Também a capacidade de reparação e regeneração das células se encontra limitada e por três fatores em particular: desde tenra idade os discos deixam de ser vascularizados e essa ausência de vasos limita o aporte de nutrientes e fatores de reparação, ao mesmo tempo que permite o acumular de substâncias da degradação celular (radicais livres). Sem vasos, os nutrientes têm de chegar ao disco através do prato vertebral mas este, com o tempo torna-se menos “permeável” a esse aporte. Além disso alguns os discos são “enormes” tornando-se difícil a chegada de nutrientes a alguns locais.
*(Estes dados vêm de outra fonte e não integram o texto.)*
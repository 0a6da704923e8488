//! Protocol command parsing.
//!
//! One request per line; the first whitespace-separated token names the command.

use std::num::ParseIntError;
use std::str::FromStr;
use thiserror::Error;

pub const EXIT: &str = "exit";
pub const GET_PARAGRAPH: &str = "getprg";
pub const GET_PARAGRAPH_COUNT: &str = "getnumprgs";

/// A parsed request line
#[derive(Debug, Clone, Copy, PartialEq, Eq)]
pub enum Command {
    /// `getprg <n>`
    GetParagraph(usize),
    /// `getnumprgs`
    GetParagraphCount,
    /// `exit`
    Exit,
    /// Unrecognized or empty line; produces no output
    Ignored,
}

/// A `getprg` request whose index could not be used
#[derive(Debug, Clone, PartialEq, Eq, Error)]
pub enum CommandError {
    #[error("missing paragraph index for getprg")]
    MissingIndex,

    #[error("invalid paragraph index for getprg: '{value}'")]
    InvalidIndex {
        value: String,
        #[source]
        source: ParseIntError,
    },
}

impl FromStr for Command {
    type Err = CommandError;

    fn from_str(line: &str) -> Result<Self, Self::Err> {
        let mut tokens = line.split_whitespace();

        match tokens.next() {
            Some(EXIT) => Ok(Command::Exit),
            Some(GET_PARAGRAPH_COUNT) => Ok(Command::GetParagraphCount),
            Some(GET_PARAGRAPH) => {
                let value = tokens.next().ok_or(CommandError::MissingIndex)?;
                value
                    .parse::<usize>()
                    .map(Command::GetParagraph)
                    .map_err(|source| CommandError::InvalidIndex {
                        value: value.to_string(),
                        source,
                    })
            }
            _ => Ok(Command::Ignored),
        }
    }
}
A estrutura dos discos começa a degradar-se, fragmentando-se, colpasa, diminuindo em altura e sua parte interna, central dispersa-se, constituindo-se os prolapsos ou hérnias discais.
Qual então o tratamento? Diz-se que bons cirurgiões sabem como operar, melhores quando operar e os realmente bons quando não operar (BMJ,1999; 318:0). Cada caso é certamente particular.
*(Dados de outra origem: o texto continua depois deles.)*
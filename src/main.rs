use anyhow::{Context, Result};
use clap::error::ErrorKind;
use clap::Parser;
use std::path::PathBuf;
use tokio::io::BufReader;
use tracing::info;

use sentence_pager::{reader, Document, ParagraphServer, SentenceTokenizer};

#[derive(Parser, Debug)]
#[command(name = "sentence-pager")]
#[command(about = "Serves four-sentence paragraphs of a text file over stdin/stdout")]
#[command(version)]
struct Args {
    /// Text file to segment into sentences
    textfile: PathBuf,
}

fn usage_and_exit() -> ! {
    let program = std::env::args_os()
        .next()
        .map(|arg| arg.to_string_lossy().into_owned())
        .unwrap_or_else(|| "sentence-pager".to_string());
    println!("Usage: {program} textfile");
    std::process::exit(1);
}

fn main() -> Result<()> {
    // WHY: stdout carries protocol responses only
    tracing_subscriber::fmt()
        .with_target(false)
        .with_max_level(tracing::Level::INFO)
        .with_writer(std::io::stderr)
        .json()
        .init();

    let args = match Args::try_parse() {
        Ok(args) => args,
        Err(err) if matches!(err.kind(), ErrorKind::DisplayHelp | ErrorKind::DisplayVersion) => {
            err.exit()
        }
        Err(_) => usage_and_exit(),
    };

    info!(?args, "Parsed CLI arguments");

    let runtime = tokio::runtime::Builder::new_current_thread()
        .enable_all()
        .build()?;
    let result = runtime.block_on(run(args));
    // A stdin read still pending after `exit` must not keep the process alive
    runtime.shutdown_background();
    result
}

async fn run(args: Args) -> Result<()> {
    let tokenizer = SentenceTokenizer::new().context("Failed to compile sentence boundary model")?;

    let document = {
        let (text, stats) = reader::read_document(&args.textfile).await?;
        let document = Document::from_text(&text, &tokenizer);
        info!(
            path = %stats.file_path,
            bytes = stats.bytes_read,
            sentences = document.sentence_count(),
            paragraphs = document.paragraph_count(),
            "Document tokenized"
        );
        document
    };

    let stdin = BufReader::new(tokio::io::stdin());
    let stdout = tokio::io::stdout();

    let mut server = ParagraphServer::new(&document);
    server.serve(stdin, stdout).await?;

    Ok(())
}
Na falência do tratamento conservador (não cirúrgico) com dor major que não melhora, lesão das estruturas neurológicas ou agravamento progressivo desta (p.ex. da medula ou da raízes que vão constituir o nervo ciático) ou um desequilíbrio/ instabilidade da coluna podem necessitar de cirurgia. Esta consiste em remover a razão da dor e/ou da compressão neurológica, estabilizando a coluna. Mantendo o equilíbrio.
Deixo alguns exemplos.
Na figura 7 vemos dois métodos de tratamento de um processo degenerativo cervical com remoção do disco, libertação da compressão das estruturas neurológicas e estabilização com “cage” (espaçador que vai ocupar o espaço normal do disco) e placa fazendo a “fusão” (ligação óssea entre duas vértebras). No caso 8 um processo semelhante tratado por via anterior lombar.
Figura 7 Figura 8
No caso 9 vemos uma fratura da coluna não tratada com o progressivo colapso da vértebra que resultou num desvio cifótico (aumento da curvatura dorsal) e seu tratamento, com osteotomia da coluna, um processo cirúrgico em que se remove a parte posterior de um segmento da coluna e se comprime conseguindo o realinhamento.
Figura 9
O caso 10 reflete uma exuberante hérnia lombar extrusa e seu tratamento por via minimamente agressiva, sem causar instabilidade.
Figura 10
Finalmente, na figura 11, uma grave fratura de C6/C7 num paciente com Espondilite Anquilosante e seu tratamento com redução (colocar os “segmentos ósseos partidos” em posição regular) e fixação por placa cervical anterior e sistema de parafusos e barra postero-lateral.
Figura 11
O princípio cirúrgico esse, é sempre o mesmo. Tratar a lesão, recuperar rapidamente a função mantendo sempre a estabilidade da coluna vertebral, permitindo o retorno precoce a uma vida ativa.